* Raw data
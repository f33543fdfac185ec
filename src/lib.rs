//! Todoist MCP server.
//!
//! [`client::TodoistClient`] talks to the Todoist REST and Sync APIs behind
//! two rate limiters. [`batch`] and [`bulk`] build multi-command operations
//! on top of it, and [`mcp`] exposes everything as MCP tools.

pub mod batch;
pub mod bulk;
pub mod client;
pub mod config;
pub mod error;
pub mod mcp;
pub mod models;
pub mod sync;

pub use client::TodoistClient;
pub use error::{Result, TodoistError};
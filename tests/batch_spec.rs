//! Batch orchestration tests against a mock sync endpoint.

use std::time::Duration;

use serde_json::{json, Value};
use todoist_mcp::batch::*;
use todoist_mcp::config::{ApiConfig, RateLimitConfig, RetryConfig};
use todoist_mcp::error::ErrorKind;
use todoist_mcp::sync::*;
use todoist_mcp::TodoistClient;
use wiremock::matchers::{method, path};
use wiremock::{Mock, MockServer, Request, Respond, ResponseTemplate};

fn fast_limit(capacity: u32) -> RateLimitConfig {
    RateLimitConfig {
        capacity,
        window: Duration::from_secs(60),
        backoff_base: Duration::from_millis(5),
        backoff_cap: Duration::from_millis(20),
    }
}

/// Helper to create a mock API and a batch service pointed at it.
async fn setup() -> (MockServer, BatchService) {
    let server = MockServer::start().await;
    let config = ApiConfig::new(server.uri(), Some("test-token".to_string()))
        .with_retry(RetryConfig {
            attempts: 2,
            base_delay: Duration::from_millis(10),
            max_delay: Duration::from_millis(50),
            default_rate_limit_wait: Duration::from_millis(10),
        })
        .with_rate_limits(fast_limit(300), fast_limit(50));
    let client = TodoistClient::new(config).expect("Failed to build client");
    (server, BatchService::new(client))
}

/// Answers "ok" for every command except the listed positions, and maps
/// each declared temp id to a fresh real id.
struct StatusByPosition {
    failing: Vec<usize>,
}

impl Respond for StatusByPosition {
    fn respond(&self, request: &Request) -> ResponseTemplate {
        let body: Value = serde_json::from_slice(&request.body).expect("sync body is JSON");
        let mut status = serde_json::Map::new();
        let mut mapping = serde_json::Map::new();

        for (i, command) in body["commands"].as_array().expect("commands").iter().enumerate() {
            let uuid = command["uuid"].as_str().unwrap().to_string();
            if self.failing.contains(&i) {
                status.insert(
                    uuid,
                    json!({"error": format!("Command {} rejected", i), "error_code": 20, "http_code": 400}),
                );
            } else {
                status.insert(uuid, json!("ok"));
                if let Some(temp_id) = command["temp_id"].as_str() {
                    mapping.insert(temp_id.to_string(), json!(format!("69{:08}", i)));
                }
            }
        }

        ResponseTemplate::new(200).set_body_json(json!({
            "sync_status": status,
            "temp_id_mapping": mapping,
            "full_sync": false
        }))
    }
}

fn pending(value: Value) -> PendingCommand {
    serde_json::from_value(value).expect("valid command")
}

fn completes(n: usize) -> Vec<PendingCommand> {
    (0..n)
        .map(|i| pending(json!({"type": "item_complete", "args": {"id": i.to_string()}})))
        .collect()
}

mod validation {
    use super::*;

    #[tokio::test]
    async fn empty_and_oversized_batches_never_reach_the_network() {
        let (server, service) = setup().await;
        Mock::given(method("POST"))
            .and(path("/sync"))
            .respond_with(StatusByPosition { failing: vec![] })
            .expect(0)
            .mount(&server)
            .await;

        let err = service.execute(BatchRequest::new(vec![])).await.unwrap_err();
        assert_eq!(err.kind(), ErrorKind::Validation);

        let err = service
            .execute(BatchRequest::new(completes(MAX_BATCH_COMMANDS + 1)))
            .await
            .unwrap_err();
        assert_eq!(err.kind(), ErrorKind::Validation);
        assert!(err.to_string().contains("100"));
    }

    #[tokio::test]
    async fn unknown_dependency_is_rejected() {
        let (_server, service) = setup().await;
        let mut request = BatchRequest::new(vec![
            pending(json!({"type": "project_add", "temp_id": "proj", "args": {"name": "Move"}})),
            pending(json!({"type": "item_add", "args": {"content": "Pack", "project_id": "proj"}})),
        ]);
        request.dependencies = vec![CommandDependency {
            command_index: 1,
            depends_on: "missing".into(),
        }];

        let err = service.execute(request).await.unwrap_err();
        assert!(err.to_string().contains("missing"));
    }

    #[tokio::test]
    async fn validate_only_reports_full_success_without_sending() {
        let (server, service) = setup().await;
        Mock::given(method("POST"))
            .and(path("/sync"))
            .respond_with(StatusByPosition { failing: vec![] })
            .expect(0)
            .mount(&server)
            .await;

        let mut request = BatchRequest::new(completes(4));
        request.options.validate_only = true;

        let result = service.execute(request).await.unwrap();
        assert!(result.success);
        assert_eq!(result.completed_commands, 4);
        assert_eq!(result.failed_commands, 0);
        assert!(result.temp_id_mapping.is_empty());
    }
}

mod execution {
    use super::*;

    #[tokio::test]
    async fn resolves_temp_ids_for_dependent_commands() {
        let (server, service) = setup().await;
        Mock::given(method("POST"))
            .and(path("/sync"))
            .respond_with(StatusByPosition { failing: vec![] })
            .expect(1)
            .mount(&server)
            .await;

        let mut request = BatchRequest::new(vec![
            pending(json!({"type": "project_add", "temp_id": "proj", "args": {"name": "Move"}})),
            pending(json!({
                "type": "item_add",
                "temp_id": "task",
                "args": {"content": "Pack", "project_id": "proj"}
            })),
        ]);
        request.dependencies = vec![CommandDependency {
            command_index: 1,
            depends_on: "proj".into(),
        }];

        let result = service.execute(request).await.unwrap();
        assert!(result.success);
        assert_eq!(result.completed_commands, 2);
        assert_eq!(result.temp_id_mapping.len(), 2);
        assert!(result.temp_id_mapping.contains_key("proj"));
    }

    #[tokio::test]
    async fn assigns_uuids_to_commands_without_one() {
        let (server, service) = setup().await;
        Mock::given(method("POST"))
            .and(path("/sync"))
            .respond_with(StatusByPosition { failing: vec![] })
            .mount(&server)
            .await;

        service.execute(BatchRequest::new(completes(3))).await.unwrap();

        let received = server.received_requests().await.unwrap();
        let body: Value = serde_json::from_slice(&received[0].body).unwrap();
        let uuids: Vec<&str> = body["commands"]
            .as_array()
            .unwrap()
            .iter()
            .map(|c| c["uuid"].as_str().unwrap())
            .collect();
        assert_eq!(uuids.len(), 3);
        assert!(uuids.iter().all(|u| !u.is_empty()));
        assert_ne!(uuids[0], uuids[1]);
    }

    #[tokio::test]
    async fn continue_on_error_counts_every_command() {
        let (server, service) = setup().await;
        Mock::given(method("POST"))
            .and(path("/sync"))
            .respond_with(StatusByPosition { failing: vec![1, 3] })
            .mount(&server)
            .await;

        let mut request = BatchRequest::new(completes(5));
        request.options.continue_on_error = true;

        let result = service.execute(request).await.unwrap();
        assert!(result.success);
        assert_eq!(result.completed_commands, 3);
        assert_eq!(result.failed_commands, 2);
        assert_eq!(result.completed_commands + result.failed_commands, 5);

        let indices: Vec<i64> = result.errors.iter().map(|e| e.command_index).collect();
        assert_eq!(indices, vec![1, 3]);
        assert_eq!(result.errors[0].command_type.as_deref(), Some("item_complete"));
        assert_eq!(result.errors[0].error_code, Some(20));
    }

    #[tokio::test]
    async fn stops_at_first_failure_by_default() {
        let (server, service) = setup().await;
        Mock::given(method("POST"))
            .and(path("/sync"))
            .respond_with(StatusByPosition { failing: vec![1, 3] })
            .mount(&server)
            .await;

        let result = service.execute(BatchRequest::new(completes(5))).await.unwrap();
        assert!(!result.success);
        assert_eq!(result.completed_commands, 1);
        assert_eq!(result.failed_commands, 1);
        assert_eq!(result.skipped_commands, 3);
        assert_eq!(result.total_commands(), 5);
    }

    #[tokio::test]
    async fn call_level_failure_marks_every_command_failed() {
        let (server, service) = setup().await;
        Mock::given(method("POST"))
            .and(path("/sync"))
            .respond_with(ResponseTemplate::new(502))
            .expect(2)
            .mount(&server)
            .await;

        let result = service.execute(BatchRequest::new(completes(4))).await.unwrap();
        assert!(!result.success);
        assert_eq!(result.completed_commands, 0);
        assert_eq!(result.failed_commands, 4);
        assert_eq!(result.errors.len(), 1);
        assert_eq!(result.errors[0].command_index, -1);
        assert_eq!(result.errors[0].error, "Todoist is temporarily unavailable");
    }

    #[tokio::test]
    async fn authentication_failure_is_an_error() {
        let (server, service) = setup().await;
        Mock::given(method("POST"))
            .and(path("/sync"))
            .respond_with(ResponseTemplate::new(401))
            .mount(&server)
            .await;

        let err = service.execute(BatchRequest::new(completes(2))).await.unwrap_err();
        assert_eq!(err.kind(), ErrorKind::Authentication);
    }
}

* What is required
The output must consist solely of the lines from the first line of the records through the line containing "positions, and maps", reproduced exactly.

* Solution to the problem
repository f33543fdfac185ec
filename src/lib.rs
//! Todoist MCP server.
//!
//! [`client::TodoistClient`] talks to the Todoist REST and Sync APIs behind
//! two rate limiters. [`batch`] and [`bulk`] build multi-command operations
//! on top of it, and [`mcp`] exposes everything as MCP tools.

pub mod batch;
pub mod bulk;
pub mod client;
pub mod config;
pub mod error;
pub mod mcp;
pub mod models;
pub mod sync;

pub use client::TodoistClient;
pub use error::{Result, TodoistError};
filename tests/batch_spec.rs
//! Batch orchestration tests against a mock sync endpoint.

use std::time::Duration;

use serde_json::{json, Value};
use todoist_mcp::batch::*;
use todoist_mcp::config::{ApiConfig, RateLimitConfig, RetryConfig};
use todoist_mcp::error::ErrorKind;
use todoist_mcp::sync::*;
use todoist_mcp::TodoistClient;
use wiremock::matchers::{method, path};
use wiremock::{Mock, MockServer, Request, Respond, ResponseTemplate};

fn fast_limit(capacity: u32) -> RateLimitConfig {
    RateLimitConfig {
        capacity,
        window: Duration::from_secs(60),
        backoff_base: Duration::from_millis(5),
        backoff_cap: Duration::from_millis(20),
    }
}

/// Helper to create a mock API and a batch service pointed at it.
async fn setup() -> (MockServer, BatchService) {
    let server = MockServer::start().await;
    let config = ApiConfig::new(server.uri(), Some("test-token".to_string()))
        .with_retry(RetryConfig {
            attempts: 2,
            base_delay: Duration::from_millis(10),
            max_delay: Duration::from_millis(50),
            default_rate_limit_wait: Duration::from_millis(10),
        })
        .with_rate_limits(fast_limit(300), fast_limit(50));
    let client = TodoistClient::new(config).expect("Failed to build client");
    (server, BatchService::new(client))
}

/// Answers "ok" for every command except the listed positions, and maps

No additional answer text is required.